(Stored data)
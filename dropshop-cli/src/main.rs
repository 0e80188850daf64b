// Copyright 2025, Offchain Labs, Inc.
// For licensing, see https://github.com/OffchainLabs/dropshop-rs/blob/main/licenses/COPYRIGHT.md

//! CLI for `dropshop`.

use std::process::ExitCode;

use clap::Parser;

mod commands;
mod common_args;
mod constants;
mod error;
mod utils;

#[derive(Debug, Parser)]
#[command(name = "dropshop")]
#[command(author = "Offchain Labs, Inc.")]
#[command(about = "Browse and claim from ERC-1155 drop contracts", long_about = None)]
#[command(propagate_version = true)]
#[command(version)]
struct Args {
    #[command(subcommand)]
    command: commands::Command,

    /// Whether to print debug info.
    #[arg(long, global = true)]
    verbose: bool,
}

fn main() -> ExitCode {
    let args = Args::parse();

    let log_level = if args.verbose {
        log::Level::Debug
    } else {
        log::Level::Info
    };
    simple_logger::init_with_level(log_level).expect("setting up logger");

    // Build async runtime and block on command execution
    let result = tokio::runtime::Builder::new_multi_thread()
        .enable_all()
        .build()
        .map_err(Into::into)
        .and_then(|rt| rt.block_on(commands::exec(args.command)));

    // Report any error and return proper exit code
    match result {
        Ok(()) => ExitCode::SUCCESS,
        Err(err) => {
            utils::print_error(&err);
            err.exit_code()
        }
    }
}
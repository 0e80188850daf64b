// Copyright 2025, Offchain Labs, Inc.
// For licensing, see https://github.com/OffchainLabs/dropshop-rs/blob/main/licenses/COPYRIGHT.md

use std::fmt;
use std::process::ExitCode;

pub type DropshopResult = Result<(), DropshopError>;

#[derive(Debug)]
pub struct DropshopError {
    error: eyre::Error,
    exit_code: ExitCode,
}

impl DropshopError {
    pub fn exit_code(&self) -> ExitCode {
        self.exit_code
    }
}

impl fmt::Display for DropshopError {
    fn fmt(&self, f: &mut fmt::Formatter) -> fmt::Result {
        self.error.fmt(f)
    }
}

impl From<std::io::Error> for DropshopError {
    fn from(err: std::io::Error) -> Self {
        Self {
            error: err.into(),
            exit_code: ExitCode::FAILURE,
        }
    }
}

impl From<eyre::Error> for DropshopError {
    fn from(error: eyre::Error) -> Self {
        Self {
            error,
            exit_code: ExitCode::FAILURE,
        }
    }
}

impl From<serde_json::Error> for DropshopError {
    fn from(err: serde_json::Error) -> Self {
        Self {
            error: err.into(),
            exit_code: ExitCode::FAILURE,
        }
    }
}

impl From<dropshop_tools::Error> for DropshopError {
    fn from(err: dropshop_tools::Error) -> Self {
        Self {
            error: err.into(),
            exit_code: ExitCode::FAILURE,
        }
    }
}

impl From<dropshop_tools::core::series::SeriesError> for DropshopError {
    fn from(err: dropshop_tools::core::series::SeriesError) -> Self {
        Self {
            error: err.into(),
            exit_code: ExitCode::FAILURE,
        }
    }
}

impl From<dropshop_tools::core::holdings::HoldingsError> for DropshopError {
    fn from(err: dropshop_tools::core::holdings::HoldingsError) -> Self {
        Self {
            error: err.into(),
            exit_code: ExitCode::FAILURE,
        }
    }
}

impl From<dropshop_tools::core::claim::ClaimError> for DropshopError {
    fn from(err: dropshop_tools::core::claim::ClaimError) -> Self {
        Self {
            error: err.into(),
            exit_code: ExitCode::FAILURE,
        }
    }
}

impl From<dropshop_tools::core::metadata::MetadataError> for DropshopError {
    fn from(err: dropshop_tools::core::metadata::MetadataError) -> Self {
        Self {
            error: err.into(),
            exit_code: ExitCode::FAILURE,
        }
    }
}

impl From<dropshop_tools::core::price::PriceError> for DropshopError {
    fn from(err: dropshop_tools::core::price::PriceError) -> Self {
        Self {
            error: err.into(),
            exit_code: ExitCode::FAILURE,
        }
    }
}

== Task description ==
Nothing in the records may be left out; transcribe all of them exactly.

== Output ==
filename dropshop-cli/src/main.rs
repository 0e80188850daf64b
// Copyright 2025, Offchain Labs, Inc.
// For licensing, see https://github.com/OffchainLabs/dropshop-rs/blob/main/licenses/COPYRIGHT.md

//! CLI for `dropshop`.

use std::process::ExitCode;

use clap::Parser;

mod commands;
mod common_args;
mod constants;
mod error;
mod utils;

#[derive(Debug, Parser)]
#[command(name = "dropshop")]
#[command(author = "Offchain Labs, Inc.")]
#[command(about = "Browse and claim from ERC-1155 drop contracts", long_about = None)]
#[command(propagate_version = true)]
#[command(version)]
struct Args {
    #[command(subcommand)]
    command: commands::Command,

    /// Whether to print debug info.
    #[arg(long, global = true)]
    verbose: bool,
}

fn main() -> ExitCode {
    let args = Args::parse();

    let log_level = if args.verbose {
        log::Level::Debug
    } else {
        log::Level::Info
    };
    simple_logger::init_with_level(log_level).expect("setting up logger");

    // Build async runtime and block on command execution
    let result = tokio::runtime::Builder::new_multi_thread()
        .enable_all()
        .build()
        .map_err(Into::into)
        .and_then(|rt| rt.block_on(commands::exec(args.command)));

    // Report any error and return proper exit code
    match result {
        Ok(()) => ExitCode::SUCCESS,
        Err(err) => {
            utils::print_error(&err);
            err.exit_code()
        }
    }
}
repository 0e80188850daf64b
// Copyright 2025, Offchain Labs, Inc.
// For licensing, see https://github.com/OffchainLabs/dropshop-rs/blob/main/licenses/COPYRIGHT.md

use std::fmt;
use std::process::ExitCode;

pub type DropshopResult = Result<(), DropshopError>;

#[derive(Debug)]
pub struct DropshopError {
    error: eyre::Error,
    exit_code: ExitCode,
}

impl DropshopError {
    pub fn exit_code(&self) -> ExitCode {
        self.exit_code
    }
}

impl fmt::Display for DropshopError {
    fn fmt(&self, f: &mut fmt::Formatter) -> fmt::Result {
        self.error.fmt(f)
    }
}

impl From<std::io::Error> for DropshopError {
    fn from(err: std::io::Error) -> Self {
        Self {
            error: err.into(),
            exit_code: ExitCode::FAILURE,
        }
    }
}

impl From<eyre::Error> for DropshopError {
    fn from(error: eyre::Error) -> Self {
        Self {
            error,
            exit_code: ExitCode::FAILURE,
        }
    }
}

impl From<serde_json::Error> for DropshopError {
    fn from(err: serde_json::Error) -> Self {
        Self {
            error: err.into(),
            exit_code: ExitCode::FAILURE,
        }
    }
}

impl From<dropshop_tools::Error> for DropshopError {
    fn from(err: dropshop_tools::Error) -> Self {
        Self {
            error: err.into(),
            exit_code: ExitCode::FAILURE,
        }
    }
}

impl From<dropshop_tools::core::series::SeriesError> for DropshopError {
    fn from(err: dropshop_tools::core::series::SeriesError) -> Self {
        Self {
            error: err.into(),
            exit_code: ExitCode::FAILURE,
        }
    }
}

impl From<dropshop_tools::core::holdings::HoldingsError> for DropshopError {
    fn from(err: dropshop_tools::core::holdings::HoldingsError) -> Self {
        Self {
            error: err.into(),
            exit_code: ExitCode::FAILURE,
        }
    }
}

impl From<dropshop_tools::core::claim::ClaimError> for DropshopError {
    fn from(err: dropshop_tools::core::claim::ClaimError) -> Self {
        Self {
            error: err.into(),
            exit_code: ExitCode::FAILURE,
        }
    }
}

impl From<dropshop_tools::core::metadata::MetadataError> for DropshopError {
    fn from(err: dropshop_tools::core::metadata::MetadataError) -> Self {
        Self {
            error: err.into(),
            exit_code: ExitCode::FAILURE,
        }
    }
}

impl From<dropshop_tools::core::price::PriceError> for DropshopError {
    fn from(err: dropshop_tools::core::price::PriceError) -> Self {
        Self {
            error: err.into(),
            exit_code: ExitCode::FAILURE,
        }
    }
}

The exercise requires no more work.